Robert Kaplan goes to Bangladesh for the Atlantic, and sees some scary things. At the top of the list, naturally, is the prospect for "one of the greatest humanitarian catastrophes in history," as climate change wreaks havoc on a nation where a population half as large as the United States is squeezed into a territory about the size of Iowa.
And as if that wasn't enough, there's a war-on-terror angle.
Here is how global warming indirectly feeds Islamic extremism. As rural Bangladeshis flee a countryside ravaged by salinity in the south and drought in the northwest, they are migrating to cities at a rate of 3 to 4 percent a year. Swept into the vast anonymity of sprawling slum encampments, they lose their local and extended-family links, becoming more susceptible to a form of Islam with a sharper ideological edge. "We will not have anarchy at the village level, where society is healthy," warns Atiq Rahman. "But we can have it in the ever-enlarging urban areas." Such is the weakness of central authority in Bangladesh following 15 years of elected governments.

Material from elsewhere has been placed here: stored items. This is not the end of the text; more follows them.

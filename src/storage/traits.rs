//! Storage traits and error types
//!
//! This module defines the trait interface for storage backends and
//! associated error types.

use crate::seo::{SeoExtract, SeoIssue};
use crate::state::{CrawlMode, UrlStatus};
use crate::storage::{
    CrawledPage, RetryCandidate, RunRecord, RunSummary, SitemapEntry, StoreStats, UrlRecord,
    UrlUpdate,
};
use chrono::{DateTime, Utc};
use thiserror::Error;

/// Errors that can occur during storage operations
#[derive(Debug, Error)]
pub enum StorageError {
    #[error("URL not found: {0}")]
    UrlNotFound(String),

    #[error("Corrupt row in {table}: {message}")]
    Corrupt { table: &'static str, message: String },

    #[error("IO error: {0}")]
    Io(#[from] std::io::Error),

    #[error("SQLite error: {0}")]
    Sqlite(#[from] rusqlite::Error),
}

/// Result type for storage operations
pub type StorageResult<T> = Result<T, StorageError>;

/// Durable mapping from URL to its crawl record
///
/// Every mutating call is a single transaction: readers never observe a
/// half-written record. Callers pass the current time explicitly.
pub trait Storage {
    // ===== URL Records =====

    /// Inserts or updates the record for `url`, returning its id
    ///
    /// Re-saving an existing URL updates it in place. `retry_count` is never
    /// touched here. A `Crawled` update also replaces the extract and issues
    /// in the same transaction.
    fn upsert(&mut self, url: &str, update: UrlUpdate<'_>, now: DateTime<Utc>)
        -> StorageResult<i64>;

    /// Inserts `url` as New unless it is already known under any status
    ///
    /// Returns true if a record was created.
    fn record_link_if_new(&mut self, url: &str, now: DateTime<Utc>) -> StorageResult<bool>;

    /// Atomically increments the retry count, returning the new value
    fn increment_retry(&mut self, url: &str, now: DateTime<Utc>) -> StorageResult<u32>;

    /// Increments the retry count and marks the URL as Error with no status
    ///
    /// Both writes happen in one transaction. Returns the new retry count.
    fn record_retryable_failure(&mut self, url: &str, now: DateTime<Utc>) -> StorageResult<u32>;

    /// Retry count of `url`, 0 if unknown
    fn get_retry_count(&self, url: &str) -> StorageResult<u32>;

    fn get_url(&self, url: &str) -> StorageResult<Option<UrlRecord>>;

    /// URLs with the given status, oldest first
    fn list_by_status(&self, status: UrlStatus) -> StorageResult<Vec<String>>;

    /// Error records below the retry ceiling
    ///
    /// Ordered by retry count, then by last attempt, so the least retried and
    /// longest waiting URLs come first.
    fn list_retry_candidates(&self, max_retries: u32) -> StorageResult<Vec<RetryCandidate>>;

    /// True if the store holds no URL records
    fn is_empty(&self) -> StorageResult<bool>;

    // ===== SEO Data =====

    /// Replaces the stored extract for a URL (delete then insert)
    fn replace_extract(&mut self, url_id: i64, extract: &SeoExtract) -> StorageResult<()>;

    /// Replaces the stored issues for a URL (delete then insert)
    fn replace_issues(&mut self, url_id: i64, issues: &[SeoIssue]) -> StorageResult<()>;

    fn get_extract(&self, url_id: i64) -> StorageResult<Option<SeoExtract>>;

    fn get_issues(&self, url_id: i64) -> StorageResult<Vec<SeoIssue>>;

    // ===== Reporting =====

    fn stats(&self) -> StorageResult<StoreStats>;

    /// Crawled URLs with a 2xx or absent status, sorted lexicographically
    fn list_sitemap_entries(&self) -> StorageResult<Vec<SitemapEntry>>;

    /// Every Crawled URL with its extract and issues, sorted by URL
    fn list_crawled_pages(&self) -> StorageResult<Vec<CrawledPage>>;

    /// Deletes every record, extract, issue and run
    fn reset(&mut self) -> StorageResult<()>;

    // ===== Run Management =====

    /// Creates a new run record
    fn create_run(
        &mut self,
        config_hash: &str,
        mode: CrawlMode,
        now: DateTime<Utc>,
    ) -> StorageResult<i64>;

    /// Stores the run's counters and its finish time
    fn complete_run(
        &mut self,
        run_id: i64,
        summary: &RunSummary,
        now: DateTime<Utc>,
    ) -> StorageResult<()>;

    /// Gets the most recent run
    fn latest_run(&self) -> StorageResult<Option<RunRecord>>;
}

How the World Works could not agree more with Kaplan's observation that American intransigence on global warming is a bad public relations move in a world where the countries that will pay the biggest price for climate change are also the countries that have done the least to bring it about. As Spiegel Online reported in May, "the average Bangladeshi produces just 178 kilograms of carbon dioxide per year -- a mere drop in the bucket compared to the 21 tons per capita released annually by Americans." The consequences of global warming entail rising anti-American sentiment as well as rising sea levels.
But packed within that one paragraph from Kaplan are invocations of some long-standing themes that we have come to count on from the man whom one critic calls "the monopolist of doom." The impotence of democracy. The coming anarchy. A tension between urban chaos and rural traditional values.
In a world where everything is falling apart, global warming is just one more stress fracture.
In a generally admiring profile of Kaplan written for Salon in 2001, well before he had made himself so obviously comfortable in the trappings of American neo-imperialism, Laura Rozen summarized Kaplan's worldview:
We are heading toward the apocalypse, and there is no deliverance.
"I would be unfaithful to my experience if I thought we had a general solution to these problems," Kaplan writes in "The Ends of the Earth." "We are not in control. As societies grow more populous and complex, the idea that a global elite like the U.N. can engineer reality from above is just as absurd as the idea that political 'scientists' can reduce any of this to a science. In an age of localized mini-holocausts, decisive action in one sphere will not necessarily help the victims in another. Only in a few cases will an organization like the U.N. make a truly pivotal difference."
But isn't the real tragedy that mitigating climate change could be one of those cases, if the United States threw the full weight of is authority and power behind it? Instead of fighting endless wars against extremist Islam whose only tangible result appears to be raising the overall temperature of global discord?